13. A method of generating an MRI image of an imaging region with reduced noise, comprising: a) applying to one or more slices of the imaging region NMR pulse sequences suitable for separating even parity and odd parity echoes, for a plurality of points in phase space; b) accumulating NMR signals for each point in phase space for each slice, and separating the accumulated signals into a set of even parity data points and a set of odd parity data points in phase space; c) identifying an expected phase of a signal part of each data point; d) subtracting from each data point a part that is expected to be substantially noise because it has phase orthogonal to the expected phase of the signal part; and e) using the sets of even parity and odd parity data points after subtracting the parts expected to be noise, to reconstruct an image with reduced noise.

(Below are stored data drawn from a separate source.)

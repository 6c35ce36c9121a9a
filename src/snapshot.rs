use std::{
    borrow::Borrow,
    collections::{hash_map, HashMap},
    hash::{BuildHasher, Hash},
};

use serde::{Deserialize, Serialize};

use super::*;

/// An owned, point-in-time copy of every entry in a `VersionedMap`,
/// stamped with the version it was captured at.
///
/// A `Snapshot` shares nothing with the map it came from: later
/// mutations of the map are not visible here, and consuming the
/// snapshot with `into_inner` hands out a plain `HashMap` that can
/// be changed freely.
#[derive(Debug, Clone, Serialize, Deserialize)]
#[serde(bound(
    serialize = "K: Serialize, V: Serialize",
    deserialize = "K: Deserialize<'de> + Hash + Eq, \
                   V: Deserialize<'de>, \
                   S: BuildHasher + Default"
))]
pub struct Snapshot<K, V, S = FnvBuildHasher> {
    version: u64,
    entries: HashMap<K, V, S>,
}

impl<K, V, S> Snapshot<K, V, S>
where
    K: Hash + Eq,
    S: BuildHasher,
{
    pub(crate) fn new(version: u64, entries: HashMap<K, V, S>) -> Self {
        Snapshot { version, entries }
    }

    /// The map version at which this snapshot was captured. Every
    /// mutation with a version at or below this one is reflected.
    pub fn version(&self) -> u64 {
        self.version
    }

    /// Retrieve a value from the snapshot if it exists.
    pub fn get<Q>(&self, key: &Q) -> Option<&V>
    where
        K: Borrow<Q>,
        Q: Hash + Eq + ?Sized,
    {
        self.entries.get(key)
    }

    /// Returns `true` if the snapshot contains a value for `key`.
    pub fn contains_key<Q>(&self, key: &Q) -> bool
    where
        K: Borrow<Q>,
        Q: Hash + Eq + ?Sized,
    {
        self.entries.contains_key(key)
    }

    /// Number of entries captured.
    pub fn len(&self) -> usize {
        self.entries.len()
    }

    /// Returns `true` if no entries were captured.
    pub fn is_empty(&self) -> bool {
        self.entries.is_empty()
    }

    /// Iterate over the captured entries in arbitrary order.
    pub fn iter(&self) -> hash_map::Iter<'_, K, V> {
        self.entries.iter()
    }

    /// Consume the snapshot, returning the captured entries.
    pub fn into_inner(self) -> HashMap<K, V, S> {
        self.entries
    }
}

impl<K, V, S> PartialEq for Snapshot<K, V, S>
where
    K: Hash + Eq,
    V: PartialEq,
    S: BuildHasher,
{
    fn eq(&self, other: &Self) -> bool {
        self.version == other.version && self.entries == other.entries
    }
}

impl<K, V, S> Eq for Snapshot<K, V, S>
where
    K: Hash + Eq,
    V: Eq,
    S: BuildHasher,
{
}

impl<K, V, S> IntoIterator for Snapshot<K, V, S>
where
    K: Hash + Eq,
    S: BuildHasher,
{
    type Item = (K, V);
    type IntoIter = hash_map::IntoIter<K, V>;

    fn into_iter(self) -> Self::IntoIter {
        self.entries.into_iter()
    }
}

impl<'a, K, V, S> IntoIterator for &'a Snapshot<K, V, S>
where
    K: Hash + Eq,
    S: BuildHasher,
{
    type Item = (&'a K, &'a V);
    type IntoIter = hash_map::Iter<'a, K, V>;

    fn into_iter(self) -> Self::IntoIter {
        self.entries.iter()
    }
}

14. A method according to claim 13, wherein the NMR pulse sequences comprise, for a point in phase space for a slice, a first NMR pulse sequence consisting of an excitation RF pulse, followed by one or more gradient pulses, followed by a train of refocusing pulses with substantially zero phase difference from the excitation pulse, and a second NMR pulse sequence consisting of an excitation pulse, followed by one or more gradient pulses, followed by a train of refocusing pulses with substantially 90 degree phase difference from the excitation pulse, and separating the signals into sets of even and odd parity data points comprises finding a sum of the accumulated signals from the first and second pulse sequences for each data point, and finding a difference of the accumulated signals from the first and second pulse sequences for each data point.

15. A method according to claim 13 or claim 14, wherein using the sets of even parity and odd parity data points to reconstruct an image comprises adding data of one parity to data of the other parity that has been flipped in each phase encoding direction, either in phase space or in position space.

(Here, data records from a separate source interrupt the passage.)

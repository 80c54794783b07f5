// MetaDB Checker - LimsRest delivery aggregation
// Copyright (c) 2025 MetaDB Checker Contributors
// Licensed under the MIT License

//! # MetaDB Checker - LimsRest delivery aggregation
//!
//! MetaDB Checker builds a consolidated view of recently delivered
//! sequencing requests from the IGO LimsRest service, for checking against
//! the MetaDB store.
//!
//! ## Overview
//!
//! For a delivery-date cutoff the checker:
//! - **Lists** the deliveries at or after the cutoff
//! - **Resolves** each delivery's request metadata and sample stubs
//! - **Enriches** every request with full sample manifests, one concurrent
//!   task per request
//! - **Emits** one JSON document per enriched request
//!
//! ## Architecture
//!
//! - [`cli`] - Command-line interface and argument parsing
//! - [`core`] - Aggregation orchestration and output
//! - [`adapters`] - LimsRest HTTP client
//! - [`domain`] - Core domain types and models
//! - [`config`] - Configuration management
//! - [`logging`] - Structured logging
//!
//! ## Quick Start
//!
//! ```rust,no_run
//! use metadb_checker::adapters::limsrest::LimsRestClient;
//! use metadb_checker::config::load_config;
//! use metadb_checker::core::aggregate::Aggregator;
//! use metadb_checker::domain::Cutoff;
//! use std::sync::Arc;
//!
//! #[tokio::main]
//! async fn main() -> Result<(), Box<dyn std::error::Error>> {
//!     let config = load_config("metadb-checker.toml")?;
//!     let client = LimsRestClient::from_config(
//!         &config.limsrest,
//!         config.aggregation.manifest_selection,
//!     )?;
//!
//!     let (_shutdown_tx, shutdown_rx) = tokio::sync::watch::channel(false);
//!     let aggregator = Aggregator::new(Arc::new(client), config.aggregation, shutdown_rx);
//!
//!     let results = aggregator.aggregate(Cutoff::parse_delivery_date("2021/02/25")?).await?;
//!     println!("Aggregated {} requests", results.len());
//!     Ok(())
//! }
//! ```
//!
//! ## Error Handling
//!
//! Every operation returns [`domain::Result`], whose error type is
//! [`domain::CheckerError`]. Any failure aborts the whole run; a partial
//! result set is never returned.
//!
//! ```rust,no_run
//! use metadb_checker::domain::CheckerError;
//!
//! fn example() -> Result<(), CheckerError> {
//!     let config = metadb_checker::config::load_config("metadb-checker.toml")?;
//!     Ok(())
//! }
//! ```
//!
//! ## Logging
//!
//! Logging uses the `tracing` crate and always writes to stderr, leaving
//! stdout for result documents:
//!
//! ```rust,no_run
//! use tracing::{info, warn};
//!
//! info!(requests = 12, "Aggregation completed");
//! warn!(sample_id = "06000_AB_1", candidates = 2, "Multiple manifests returned");
//! ```

pub mod adapters;
pub mod cli;
pub mod config;
pub mod core;
pub mod domain;
pub mod logging;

16. A method according to claim 13, wherein identifying an expected phase of the signal part of a data point comprises finding phases of one or more data points for a plurality of different resonance frequencies, fitting the phases to a function of resonance frequency, and identifying the value of the fitted function of resonance frequency as the expected phase for all data points in phase space for that resonance frequency.

17. A method of MRI imaging, comprising: a) applying an NMR pulse sequence to one or more imaging slices of an imaging region; b) acquiring a set of MRI data points from the one or more imaging slices; and c) reconstructing an image of the imaging region using any of the methods of claims 1-8 or 1 1-16.

18. An MRI imaging system, comprising: a) a self-contained MRI probe comprising a magnet assembly that produces a static magnetic field in an imaging region, one or more sets of gradient coils that each produce a magnetic gradient field in the imaging region, and one or more RF antennas that together produce RF fields that excite nuclei in the imaging region and receive NMR signals from the excited nuclei; and b) a controller that directs the probe to produce pulse sequences of gradient fields and RF fields in the one or more slices of the imaging region, and that accumulates NMR signals to produce MRI data points in phase space, and that reconstructs an image from the MRI data points according to any of the methods of claims 1-8 or 11-16.